Range to output from the entries below: the line containing "writer, points: 0" through the line containing "pub fn points(&self)". Set it down exactly, ends included, nothing else.

[[ TASK INPUT open ]]

//! KML LineString export of a trajectory, viewable in Google Earth.

use std::fs::File;
use std::io::{self, BufWriter, Write};
use std::path::Path;

use crate::state::State;

/// Streams states into a single-placemark KML document.
///
/// The document is only well formed once [`KmlWriter::finish`] has run.
pub struct KmlWriter<W: Write> {
    writer: W,
    points: usize,
}

impl<W: Write> KmlWriter<W> {
    /// Writes the document header for a path called `name`.
    pub fn new(mut writer: W, name: &str) -> io::Result<Self> {
        let name = escape_xml(name);
        write!(
            writer,
            r#"<?xml version="1.0" encoding="UTF-8"?>
<kml xmlns="http://www.opengis.net/kml/2.2">
<Document>
<name>{name}</name>
<Style id="trajectory">
<LineStyle><color>ff0000ff</color><width>3</width></LineStyle>
</Style>
<Placemark>
<name>{name}</name>
<styleUrl>#trajectory</styleUrl>
<LineString>
<extrude>1</extrude>
<tessellate>1</tessellate>
<altitudeMode>absolute</altitudeMode>
<coordinates>
"#
        )?;
        Ok(Self { writer, points: 0 })
    }

    /// Appends one `lng,lat,alt` coordinate.
    pub fn push(&mut self, state: &State) -> io::Result<()> {
        writeln!(
            self.writer,
            "{:.6},{:.6},{:.2}",
            state.longitude, state.latitude, state.altitude
        )?;
        self.points += 1;
        Ok(())
    }

    pub fn points(&self) -> usize {
        self.points
    }

    /// Closes the document and hands back the underlying writer.
    pub fn finish(mut self) -> io::Result<W> {
        self.writer.write_all(
            b"</coordinates>\n</LineString>\n</Placemark>\n</Document>\n</kml>\n",
        )?;
        self.writer.flush()?;
        Ok(self.writer)
    }
}

/// Writes `states` to a new KML file at `path`, returning the point count.
pub fn write_kml(path: impl AsRef<Path>, name: &str, states: &[State]) -> io::Result<usize> {
    let file = BufWriter::new(File::create(path)?);
    let mut kml = KmlWriter::new(file, name)?;
    for state in states {
        kml.push(state)?;
    }
    let points = kml.points();
    kml.finish()?;
    Ok(points)
}

fn escape_xml(s: &str) -> String {
    let mut out = String::with_capacity(s.len());
    for c in s.chars() {
        match c {
            '&' => out.push_str("&amp;"),
            '<' => out.push_str("&lt;"),
            '>' => out.push_str("&gt;"),
            '"' => out.push_str("&quot;"),
            '\'' => out.push_str("&apos;"),
            c => out.push(c),
        }
    }
    out
}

[[ TASK INPUT closed ]]

_RESPONSE_
        Ok(Self { writer, points: 0 })
    }

    /// Appends one `lng,lat,alt` coordinate.
    pub fn push(&mut self, state: &State) -> io::Result<()> {
        writeln!(
            self.writer,
            "{:.6},{:.6},{:.2}",
            state.longitude, state.latitude, state.altitude
        )?;
        self.points += 1;
        Ok(())
    }

    pub fn points(&self) -> usize {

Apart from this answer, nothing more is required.